Data to use START

//! Case-insensitive header map.
//!
//! HTTP header names are case-insensitive; [`HeaderMap`] normalizes names to
//! lowercase at insertion so that `ETag`, `etag`, and `Etag` are the same key.

use std::collections::HashMap;
use std::collections::hash_map;

/// A header map with case-insensitive keys.
#[derive(Debug, Clone, Default, PartialEq, Eq)]
pub struct HeaderMap {
    entries: HashMap<String, String>,
}

impl HeaderMap {
    /// Creates an empty header map.
    #[must_use]
    pub fn new() -> Self {
        Self::default()
    }

    /// Sets a header, replacing any previous value for the same name.
    ///
    /// Returns the previous value, if any.
    pub fn insert(&mut self, name: impl AsRef<str>, value: impl Into<String>) -> Option<String> {
        self.entries
            .insert(name.as_ref().to_ascii_lowercase(), value.into())
    }

    /// Single header value by name.
    #[must_use]
    pub fn get(&self, name: &str) -> Option<&str> {
        self.entries
            .get(&name.to_ascii_lowercase())
            .map(String::as_str)
    }

    /// Removes a header, returning its value if present.
    pub fn remove(&mut self, name: &str) -> Option<String> {
        self.entries.remove(&name.to_ascii_lowercase())
    }

    /// Returns `true` if a header with this name is present.
    #[must_use]
    pub fn contains(&self, name: &str) -> bool {
        self.entries.contains_key(&name.to_ascii_lowercase())
    }

    /// Number of headers.
    #[must_use]
    pub fn len(&self) -> usize {
        self.entries.len()
    }

    /// Returns `true` if the map holds no headers.
    #[must_use]
    pub fn is_empty(&self) -> bool {
        self.entries.is_empty()
    }

    /// Iterate over (name, value) pairs. Names are lowercase.
    pub fn iter(&self) -> impl Iterator<Item = (&str, &str)> {
        self.entries.iter().map(|(k, v)| (k.as_str(), v.as_str()))
    }
}

impl<N: AsRef<str>, V: Into<String>> FromIterator<(N, V)> for HeaderMap {
    fn from_iter<I: IntoIterator<Item = (N, V)>>(iter: I) -> Self {
        let mut headers = Self::new();
        headers.extend(iter);
        headers
    }
}

impl<N: AsRef<str>, V: Into<String>> Extend<(N, V)> for HeaderMap {
    fn extend<I: IntoIterator<Item = (N, V)>>(&mut self, iter: I) {
        for (name, value) in iter {
            self.insert(name, value);
        }
    }
}

impl IntoIterator for HeaderMap {
    type Item = (String, String);
    type IntoIter = hash_map::IntoIter<String, String>;

    fn into_iter(self) -> Self::IntoIter {
        self.entries.into_iter()
    }
}

#[cfg(test)]
mod tests {
    use super::*;

    #[test]
    fn lookup_is_case_insensitive() {
        let mut headers = HeaderMap::new();
        headers.insert("Content-Type", "application/json");

        assert_eq!(headers.get("content-type"), Some("application/json"));
        assert_eq!(headers.get("CONTENT-TYPE"), Some("application/json"));
        assert!(headers.contains("Content-type"));
    }

    #[test]
    fn insert_replaces_across_cases() {
        let mut headers = HeaderMap::new();
        headers.insert("ETag", "\"v1\"");
        let previous = headers.insert("etag", "\"v2\"");

        assert_eq!(previous.as_deref(), Some("\"v1\""));
        assert_eq!(headers.len(), 1);
        assert_eq!(headers.get("Etag"), Some("\"v2\""));
    }

    #[test]
    fn remove_ignores_case() {
        let mut headers = HeaderMap::new();
        headers.insert("Authorization", "token abc");

        assert_eq!(headers.remove("AUTHORIZATION").as_deref(), Some("token abc"));
        assert!(headers.is_empty());
    }

    #[test]
    fn from_iterator() {
        let headers: HeaderMap = [("Accept", "application/json"), ("X-RateLimit-Limit", "60")]
            .into_iter()
            .collect();

        assert_eq!(headers.len(), 2);
        assert_eq!(headers.get("accept"), Some("application/json"));
        assert_eq!(headers.get("x-ratelimit-limit"), Some("60"));
    }
}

Data to use END

Retype only the lines above between the line with "self.entries.contains_key(&name.to_ascii_lowercase())" and the line with "impl<N: AsRef<str>, V: Into<String>> FromIterator<(N, V)>", counting those two lines as well, and keep every character as it is.

        self.entries.contains_key(&name.to_ascii_lowercase())
    }

    /// Number of headers.
    #[must_use]
    pub fn len(&self) -> usize {
        self.entries.len()
    }

    /// Returns `true` if the map holds no headers.
    #[must_use]
    pub fn is_empty(&self) -> bool {
        self.entries.is_empty()
    }

    /// Iterate over (name, value) pairs. Names are lowercase.
    pub fn iter(&self) -> impl Iterator<Item = (&str, &str)> {
        self.entries.iter().map(|(k, v)| (k.as_str(), v.as_str()))
    }
}

impl<N: AsRef<str>, V: Into<String>> FromIterator<(N, V)> for HeaderMap {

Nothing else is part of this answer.